Ransomware remains a top threat. Here’s what we’re seeing and what actually helps.

Ransomware remains one of the top threats for mid-market and enterprise organizations. Groups continue to target supply chain, healthcare, and critical services; double extortion (encrypt and leak) is standard, and some actors focus on quick ransoms while others build sustained access for follow-on attacks. Here’s what we’re seeing and what actually helps.
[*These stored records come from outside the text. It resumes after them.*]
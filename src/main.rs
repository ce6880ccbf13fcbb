use std::path::PathBuf;
use std::time::Duration;

use clap::{ArgAction, ArgGroup, Parser};
use color_eyre::Result;
use color_eyre::eyre::eyre;
use proctree::config::{Config, load_config, load_config_from_path};
use proctree::logging::init_tracing;
use proctree::report::{
    DisplayOptions, SortMode, SummaryView, render_list, render_subtree, render_summary,
    render_top, render_tree,
};
use proctree::system::collector::Collector;
use proctree::system::{ProcessSource, build_tree, summarize, top_cpu};
use tracing::{info, warn};

#[derive(Parser)]
#[command(
    name = "proctree",
    version,
    about = "List processes, show the process tree and summarize resource usage",
    group(ArgGroup::new("view").args(["hierarchy", "summary", "top"]))
)]
struct Cli {
    /// Display the process hierarchy (parent-child relationships)
    #[arg(long, visible_alias = "tree")]
    hierarchy: bool,

    /// Only show the hierarchy below this PID
    #[arg(long, requires = "hierarchy")]
    pid: Option<u32>,

    /// Display the system resource summary
    #[arg(long)]
    summary: bool,

    /// Display the top N processes by CPU usage
    #[arg(long, value_name = "N", value_parser = clap::value_parser!(u32).range(1..))]
    top: Option<u32>,

    /// Number of entries in the summary's top lists
    #[arg(long, value_name = "N")]
    top_n: Option<usize>,

    /// Sort order for the process list: pid, cpu, memory, name
    #[arg(long)]
    sort: Option<String>,

    /// Emit JSON instead of text
    #[arg(long, default_value_t = false)]
    json: bool,

    /// Path to config file
    #[arg(long)]
    config: Option<PathBuf>,

    /// Increase log verbosity (repeatable)
    #[arg(short, long, action = ArgAction::Count)]
    verbose: u8,

    /// Decrease log verbosity (repeatable)
    #[arg(short, long, action = ArgAction::Count)]
    quiet: u8,
}

fn main() -> Result<()> {
    color_eyre::install()?;

    let cli = Cli::parse();
    let config = load_config_for_cli(&cli);
    init_tracing(&config.logging, cli.verbose, cli.quiet)?;

    let mut collector = Collector::new(Duration::from_millis(config.general.cpu_sample_ms));
    let output = run(&cli, &config, &mut collector)?;
    print!("{output}");
    Ok(())
}

fn load_config_for_cli(cli: &Cli) -> Config {
    let mut config = match &cli.config {
        Some(path) => load_config_from_path(path),
        None => load_config(),
    };

    if let Some(top_n) = cli.top_n {
        config.general.top_n = top_n;
    }
    if let Some(ref sort) = cli.sort {
        config.general.default_sort = sort.clone();
    }

    config
}

fn run<S: ProcessSource>(cli: &Cli, config: &Config, source: &mut S) -> Result<String> {
    info!("scanning processes");
    let mut snapshot = source.snapshot()?.require_records()?;
    info!(count = snapshot.records.len(), "found processes");

    let opts = DisplayOptions {
        name_width: config.display.name_width,
        show_user: config.display.show_user,
    };

    if cli.hierarchy {
        let forest = build_tree(&snapshot.records);
        return match cli.pid {
            Some(pid) => {
                let node = forest
                    .find(pid)
                    .ok_or_else(|| eyre!("PID {pid} is not in the current snapshot"))?;
                if cli.json {
                    to_json(node)
                } else {
                    Ok(render_subtree(node))
                }
            }
            None if cli.json => to_json(&forest),
            None => Ok(render_tree(&forest)),
        };
    }

    if cli.summary {
        let summary = summarize(&snapshot.records, config.general.top_n);
        return if cli.json {
            to_json(&SummaryView::new(&snapshot, &summary))
        } else {
            Ok(render_summary(&snapshot, &summary))
        };
    }

    if let Some(requested) = cli.top {
        let mut count = requested as usize;
        if count > snapshot.records.len() {
            warn!(
                requested = count,
                available = snapshot.records.len(),
                "fewer processes than requested"
            );
            count = snapshot.records.len();
        }
        let top = top_cpu(&snapshot.records, count);
        return if cli.json {
            to_json(&top)
        } else {
            Ok(render_top(&snapshot.records, &top, &opts))
        };
    }

    SortMode::from_str_config(&config.general.default_sort).sort(&mut snapshot.records);
    if cli.json {
        to_json(&snapshot.records)
    } else {
        Ok(render_list(&snapshot.records, &opts))
    }
}

fn to_json<T: serde::Serialize + ?Sized>(value: &T) -> Result<String> {
    let mut json = serde_json::to_string_pretty(value)?;
    json.push('\n');
    Ok(json)
}
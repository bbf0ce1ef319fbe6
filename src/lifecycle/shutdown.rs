//! Shutdown coordination for the gateway.

use tokio::sync::broadcast;

/// Coordinator for graceful shutdown.
///
/// The proxy listener, the admin listener and the session sweeper each hold
/// a receiver and stop when the signal is broadcast.
pub struct Shutdown {
    tx: broadcast::Sender<()>,
}

impl Shutdown {
    pub fn new() -> Self {
        let (tx, _) = broadcast::channel(1);
        Self { tx }
    }

    /// Subscribe to the shutdown signal.
    pub fn subscribe(&self) -> broadcast::Receiver<()> {
        self.tx.subscribe()
    }

    /// Trigger the shutdown signal.
    pub fn trigger(&self) {
        let _ = self.tx.send(());
    }

    /// Number of tasks still listening.
    pub fn receiver_count(&self) -> usize {
        self.tx.receiver_count()
    }
}

impl Default for Shutdown {
    fn default() -> Self {
        Self::new()
    }
}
What’s Working for Defenders

MFA, patching, and phishing-resistant auth cut off common entry points—many ransomware incidents start with stolen credentials or a phishing click. Backups that are offline or immutable, plus tested restores, give you a way out without paying. Segmentation and least privilege limit lateral movement so one compromised host doesn’t take the whole environment. EDR and 24/7 monitoring help catch activity before full encryption—if someone is responding to alerts and can contain quickly, impact drops. None of this is silver-bullet, but together they raise the bar.

Detection and Response

EDR and extended detection (XDR) help spot malicious behavior; 24/7 monitoring or a strong MSSP means someone is watching when your team isn’t. Have an incident response plan and know who to call—forensics, legal, cyber insurance—before an incident. Insurance carriers often have preferred vendors and specific requirements; align with them in advance so you’re not scrambling during an active incident.

Planning Ahead

Tabletop exercises and a clear runbook reduce panic when it happens. Practice: who declares the incident, who leads response, who talks to legal and insurance, who communicates to employees and customers? We help organizations harden defenses and prepare for response—contact us to discuss.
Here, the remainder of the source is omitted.